= Vigorish =

Fee charged by a bookmaker for accepting a gambler's wager

Vigorish (also called the cut, the house edge, juice, the margin, the take, under-juice, or the vig) is the fee charged by a bookmaker for accepting a gambler's wager. In American English, it can also refer to the interest owed to a loanshark in consideration for credit. The term came to English usage via Yiddish slang (וויגריש‎) which was itself a loanword from Russian (вы́игрыш).

As a business practice, charging the vig is an example of risk management; it guarantees the bookmaker a profit regardless of the underlying event's outcome. As a rule, bookmakers do not want to have a financial interest creating a preference for one result over another in any given sporting event. This is accomplished by incentivizing their clientele to wager offsetting amounts on all potential outcomes of the event. The normal method by which this is achieved is by adjusting the payouts for each outcome (collectively called the line) as imbalances of total amounts wagered between them occur.

Within the mathematical disciplines of probability and statistics this is analogous to an overround, though the two are not synonymous but are related by the connecting formulae below. Over round occurs when the sum of the implied probabilities for all possible event results is above 100%, whereas the vigorish is the bookmaker's percentage profit on the total stakes made on the event. For example, an overround of 20% results in 16.6̅6̅% (Note: Much of the computation inherent to bookmaking is fractional, but frequently in print the decimal representations are used instead.

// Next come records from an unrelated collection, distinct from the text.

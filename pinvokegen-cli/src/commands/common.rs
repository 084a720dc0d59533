use std::path::{Path, PathBuf};

use anyhow::Context;

/// Expand the command line inputs: files are kept as given, directories are replaced by the
/// modules they contain, sorted by path.
pub fn expand_inputs(inputs: &[PathBuf]) -> anyhow::Result<Vec<PathBuf>> {
    let mut paths = Vec::new();
    for input in inputs {
        if input.is_dir() {
            let mut found = Vec::new();
            collect_assemblies(input, &mut found)?;
            found.sort();
            paths.extend(found);
        } else {
            paths.push(input.clone());
        }
    }
    Ok(paths)
}

fn collect_assemblies(dir: &Path, files: &mut Vec<PathBuf>) -> anyhow::Result<()> {
    let entries = std::fs::read_dir(dir)
        .with_context(|| format!("failed to read directory: {}", dir.display()))?;

    for entry in entries {
        let path = entry?.path();
        if path.is_dir() {
            collect_assemblies(&path, files)?;
        } else if is_assembly_file(&path) {
            files.push(path);
        }
    }
    Ok(())
}

/// Returns true if the path has an `.exe` or `.dll` extension.
pub fn is_assembly_file(path: &Path) -> bool {
    matches!(
        path.extension().and_then(|e| e.to_str()),
        Some("exe" | "dll")
    )
}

This makes them easier to input into calculators and more agreeably format within any surrounding text. It is to be understood though that these fractions frequently result in a decimal repetend or infinitely repeating set of numbers somewhere to the right of the decimal point. For the sake of balancing clarity and accuracy, wherever possible this article will use a vinculum when there is a repetend, displaying the digits which infinitely repeat with an overline above them.) vigorish. The connecting formulae are
$$v = \frac{o}{1 + o} \quad \text{and} \quad o = \frac{v}{1 - v},$$
where v represents vigorish, and o represents over round.

== Proportionality ==

It is simplest to assume that vigorish is factored in proportionally to the true odds, although this need not be the case. Under proportional vigorish, a "fair odds" betting line of 2.00/2.00 (Note: Betting lines offered as examples below represent the ratio of total payout (stake + winnings) to the original amount risked. In the case of a $1 wager, a fixed-odds betting line of 1.83̅/2.20 would result in actual winnings of $0.83 and $1.20 for the backers of the respective outcomes, once the original $1 spent to place the wager is subtracted. The amounts and currency used are irrelevant; the calculation is always: a wager of size n offers a total payout of n × the betting line.) without vigorish would decrease the payouts of all outcomes equally, perhaps to 1.95/1.95, once it was added. More commonly though, disproportional vigorish will be applied as part of the efforts to keep the amounts wagered balanced, such as 1.9̅0̅/2.00, making the outcome with fewer dollars wagered appear more attractive due to the larger payout.

== Example ==

In the context of betting, two individuals may choose to place a wager on opposite outcomes of an event, agreeing on "fair odds" or evens. This arrangement involves each party risking an equal amount, such as $100, with the potential to win the same amount. The arrangement is made directly between the individuals, bypassing a bookmaker. Consequently, the winner is entitled to the total amount staked by both parties, while the loser forfeits their stake. This direct betting approach implies that both parties accept the counterparty risk, acknowledging the possibility that the losing party may not honor the payment upon the event's conclusion, a risk typically mitigated by a bookmaker through the payment of vigorish.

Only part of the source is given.